Le crepe nell’economia cinese

La cifra finale sulla crescita del Pil rilasciata dal Partito Comunista Cinese a seguito del suo recente Congresso è, ovviamente, rigorosamente allineata alle aspettative. Secondo il dato ufficiale, infatti, l’economia cinese è cresciuta del 6,8 per cento nel terzo trimestre. E questo ha conferito al congresso di ottobre un clima piuttosto disteso.
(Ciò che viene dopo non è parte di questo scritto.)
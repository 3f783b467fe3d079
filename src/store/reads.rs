use std::ops::RangeFrom;
use std::sync::Arc;

use crossbeam_skiplist::map;
use parking_lot::RwLockReadGuard;

use crate::model::{Serial, Widget, WidgetId};

use super::version::{VersionStatus, WidgetVersion};
use super::zkey::ZKey;
use super::BoardStore;

/// A read in progress: the shared latch plus a published snapshot serial.
/// Dropping it retracts the serial from the live-snapshot registry on every
/// exit path, normal or not.
struct SnapshotTicket<'a> {
    store: &'a BoardStore,
    serial: Serial,
    _latch: RwLockReadGuard<'a, ()>,
}

impl Drop for SnapshotTicket<'_> {
    fn drop(&mut self) {
        self.store.snapshots.release(self.serial);
    }
}

impl BoardStore {
    fn begin_read(&self) -> SnapshotTicket<'_> {
        let latch = self.latch.read();
        // Visible: created at or before this serial, superseded after it.
        let serial = self.txlog.latest_serial();
        self.snapshots.register(serial);
        SnapshotTicket {
            store: self,
            serial,
            _latch: latch,
        }
    }

    /// Snapshot lookup by id.
    pub fn get_by_id(&self, id: WidgetId) -> Option<Widget> {
        let ticket = self.begin_read();
        let chain = self.chains.get(&id)?;
        for version in chain.iter().rev() {
            match version.status_at(ticket.serial, &self.txlog) {
                VersionStatus::Active => return Some(version.widget()),
                // Older versions expired even earlier; nothing below an
                // expiration boundary can be active.
                VersionStatus::Expired => return None,
                VersionStatus::Uncommitted => continue,
            }
        }
        None
    }

    /// Number of widgets visible right now.
    pub fn len(&self) -> usize {
        let ticket = self.begin_read();
        self.chains
            .iter()
            .filter(|chain| {
                for version in chain.iter().rev() {
                    match version.status_at(ticket.serial, &self.txlog) {
                        VersionStatus::Active => return true,
                        VersionStatus::Expired => return false,
                        VersionStatus::Uncommitted => continue,
                    }
                }
                false
            })
            .count()
    }

    pub fn is_empty(&self) -> bool {
        self.len() == 0
    }

    /// Widgets with z at or above `from_z`, ascending, at most `limit` of
    /// them, as of one consistent snapshot.
    ///
    /// The iterator holds the shared latch and its snapshot serial until it
    /// is drained or dropped; hold it briefly. A `clear` cannot start while
    /// one is alive.
    pub fn range_by_z(&self, from_z: i32, limit: usize) -> RangeByZ<'_> {
        let ticket = self.begin_read();
        let entries = self.by_z.range(ZKey::floor(from_z)..);
        RangeByZ {
            ticket,
            entries,
            remaining: limit,
        }
    }
}

/// Lazy ascending-by-z scan pinned to one snapshot. See
/// [`BoardStore::range_by_z`].
pub struct RangeByZ<'a> {
    ticket: SnapshotTicket<'a>,
    entries: map::Range<'a, ZKey, RangeFrom<ZKey>, ZKey, Arc<WidgetVersion>>,
    remaining: usize,
}

impl Iterator for RangeByZ<'_> {
    type Item = Widget;

    fn next(&mut self) -> Option<Widget> {
        if self.remaining == 0 {
            return None;
        }
        let store = self.ticket.store;
        for entry in self.entries.by_ref() {
            if entry.value().status_at(self.ticket.serial, &store.txlog) == VersionStatus::Active {
                self.remaining -= 1;
                return Some(entry.value().widget());
            }
        }
        None
    }
}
Tuttavia, adesso che il congresso si è concluso e Xi Jinping ha rafforzato la sua presa sul potere, il regime ha preso seriamente in considerazione la possibilità di nuove riforme, la qual cosa risulta destabilizzante per i mercati finanziari.
L’indice azionario Shanghai Composite ha perso il 3,2 per cento nel giro di pochi giorni, quando il 17 novembre sono state annunciate una serie di regolamentazioni dall’appena creato Comitato per la stabilità e lo sviluppo finanziario, un’autorità di super-vigilanza sotto la stretta supervisione del regime. Questo nuovo apparato mira a ridurre la quantità di denaro che le cosiddette ‘banche ombra’ possono iniettare nell’economia senza una supervisione o un controllo da parte delle autorità centrali. «Persino i funzionari cinesi stanno venendo al corrente del problema e intraprendendo provvedimenti per affrontarlo; un cambiamento notevole, considerando la riluttanza del governo nell’ammettere qualsiasi tipo di debolezza nell’economia cinese», ha scritto infatti l’associazione di ricerca Geopolitical Futures in una nota ai soci.

Le attività del sistema bancario ombra, a seconda delle stime, valgono circa 7.580 miliardi di dollari. Questo denaro, incanalato come credito nel settore immobiliare in forte espansione, ha aiutato la ripresa dell’economia cinese dopo un rallentamento nel 2016, mentre le banche regolari avevano raggiunto i loro limiti di prestito.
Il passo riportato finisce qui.